*** Opening of EXCERPTED RECORDS ***

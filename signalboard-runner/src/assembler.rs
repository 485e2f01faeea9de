//! Signal assembly: one entry record per instrument, and the sequential batch.
//!
//! For each instrument the pipeline is history → trend → ATR and Fibonacci
//! levels → target → gain → walk-forward confidence → side. Any data or
//! indicator failure degrades that instrument to a NO_DATA record; it never
//! aborts the batch.

use chrono::{DateTime, FixedOffset, Utc};
use serde::Serialize;
use std::sync::atomic::{AtomicBool, Ordering};
use std::time::Instant;
use thiserror::Error;
use tracing::{debug, info, warn};

use signalboard_core::confidence::estimate_confidence;
use signalboard_core::data::{GatewayError, MarketDataGateway, Timeframe};
use signalboard_core::domain::{
    round_price, round_to, Direction, Instrument, Mode, SignalRecord, SignalSide,
};
use signalboard_core::indicators::{
    compute_atr, compute_fibonacci_levels, compute_trend, IndicatorError,
};
use signalboard_core::target::select_target;

use crate::config::{ConfigError, SignalConfig};

/// Positional mode works on daily candles.
const POSITIONAL_TIMEFRAME: Timeframe = Timeframe::OneDay;

/// Why an instrument degraded to NO_DATA.
#[derive(Debug, Error)]
enum Degraded {
    #[error(transparent)]
    Data(#[from] GatewayError),
    #[error(transparent)]
    Indicator(#[from] IndicatorError),
}

/// Result of a batch run.
#[derive(Debug, Clone, Serialize)]
pub struct BatchOutcome {
    pub records: Vec<SignalRecord>,
    /// Instruments requested, including any skipped by cancellation.
    pub total_instruments: usize,
    pub cancelled: bool,
    pub finished_at: DateTime<FixedOffset>,
}

impl BatchOutcome {
    pub fn processed(&self) -> usize {
        self.records.len()
    }

    /// Records with a LONG or SHORT entry.
    pub fn actionable(&self) -> usize {
        self.records.iter().filter(|r| r.side.is_actionable()).count()
    }

    pub fn no_data(&self) -> usize {
        self.records
            .iter()
            .filter(|r| r.side == SignalSide::NoData)
            .count()
    }
}

pub struct SignalAssembler {
    gateway: MarketDataGateway,
    config: SignalConfig,
    offset: FixedOffset,
}

impl SignalAssembler {
    /// Validates `config` before accepting it.
    pub fn new(gateway: MarketDataGateway, config: SignalConfig) -> Result<Self, ConfigError> {
        config.validate()?;
        let offset = config.utc_offset()?;
        Ok(Self {
            gateway,
            config,
            offset,
        })
    }

    /// Build the record for one instrument at `now`. Never fails: problems
    /// become a NO_DATA record.
    pub fn process(&self, instrument: &Instrument, now: DateTime<Utc>) -> SignalRecord {
        let local = now.with_timezone(&self.offset);
        let date = local.format("%Y-%m-%d").to_string();
        let time = local.format("%H:%M").to_string();

        match self.evaluate(instrument, date.clone(), time.clone()) {
            Ok(record) => {
                debug!(
                    %instrument,
                    side = %record.side,
                    price = record.price,
                    target = record.target,
                    gain_pct = record.gain_pct,
                    confidence_pct = record.confidence_pct,
                    "signal assembled"
                );
                record
            }
            Err(e) => {
                warn!(%instrument, error = %e, "no data for instrument");
                SignalRecord::no_data(instrument.clone(), date, time)
            }
        }
    }

    fn evaluate(
        &self,
        instrument: &Instrument,
        date: String,
        time: String,
    ) -> Result<SignalRecord, Degraded> {
        let cfg = &self.config;

        let series =
            self.gateway
                .fetch_history(instrument, POSITIONAL_TIMEFRAME, cfg.lookback_candles)?;
        let closes = series.closes();
        let trend = compute_trend(&closes)?;
        let price = self.gateway.fetch_price(instrument)?;

        let atr = match compute_atr(series.candles(), cfg.atr_period) {
            Ok(atr) => Some(atr),
            Err(e) => {
                debug!(%instrument, error = %e, "ATR unavailable, using percentage fallback");
                None
            }
        };
        let levels = compute_fibonacci_levels(series.candles(), cfg.fib_window);
        let target = select_target(price, trend.direction, atr, &levels, &cfg.target);

        let gain_pct = gain_pct(price, target, trend.direction);
        let confidence_pct = estimate_confidence(&closes, cfg.max_trades);
        let side = decide_side(trend.direction, gain_pct, cfg.min_gain_pct, cfg.max_gain_pct);

        Ok(SignalRecord {
            instrument: instrument.clone(),
            mode: Mode::Positional,
            side,
            price: round_price(price),
            target: round_price(target),
            gain_pct,
            confidence_pct,
            date,
            time,
        })
    }

    /// Process `instruments` in order. `cancel` is checked between instruments.
    pub fn run_batch(&self, instruments: &[Instrument], cancel: Option<&AtomicBool>) -> BatchOutcome {
        let start = Instant::now();
        let mut records = Vec::with_capacity(instruments.len());
        let mut cancelled = false;

        for instrument in instruments {
            if cancel.is_some_and(|f| f.load(Ordering::Relaxed)) {
                cancelled = true;
                break;
            }
            records.push(self.process(instrument, Utc::now()));
        }

        let outcome = BatchOutcome {
            records,
            total_instruments: instruments.len(),
            cancelled,
            finished_at: Utc::now().with_timezone(&self.offset),
        };

        info!(
            processed = outcome.processed(),
            total = outcome.total_instruments,
            actionable = outcome.actionable(),
            no_data = outcome.no_data(),
            cancelled,
            elapsed_ms = start.elapsed().as_millis() as u64,
            "batch finished"
        );

        outcome
    }
}

/// Expected gain in the trade direction, floored at zero and rounded to two
/// decimals. A non-positive price or target gives zero.
pub fn gain_pct(price: f64, target: f64, direction: Direction) -> f64 {
    if !(price > 0.0 && target > 0.0) {
        return 0.0;
    }
    let raw = match direction {
        Direction::Long => (target / price - 1.0) * 100.0,
        Direction::Short => (price / target - 1.0) * 100.0,
    };
    if raw.is_finite() {
        round_to(raw.max(0.0), 2)
    } else {
        0.0
    }
}

/// Entry side for a rounded gain. `max_gain_pct == 0` disables the upper bound.
pub fn decide_side(
    direction: Direction,
    gain_pct: f64,
    min_gain_pct: f64,
    max_gain_pct: f64,
) -> SignalSide {
    if gain_pct < min_gain_pct {
        return SignalSide::NoEntry;
    }
    if max_gain_pct > 0.0 && gain_pct > max_gain_pct {
        return SignalSide::NoEntry;
    }
    direction.into()
}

*** Close of EXCERPTED RECORDS ***

* [TASK OBJECTIVE]: State how many lines of the listing hold the string "IndicatorError"; reply with the number and nothing else.

* [TASK OUTPUT]: 2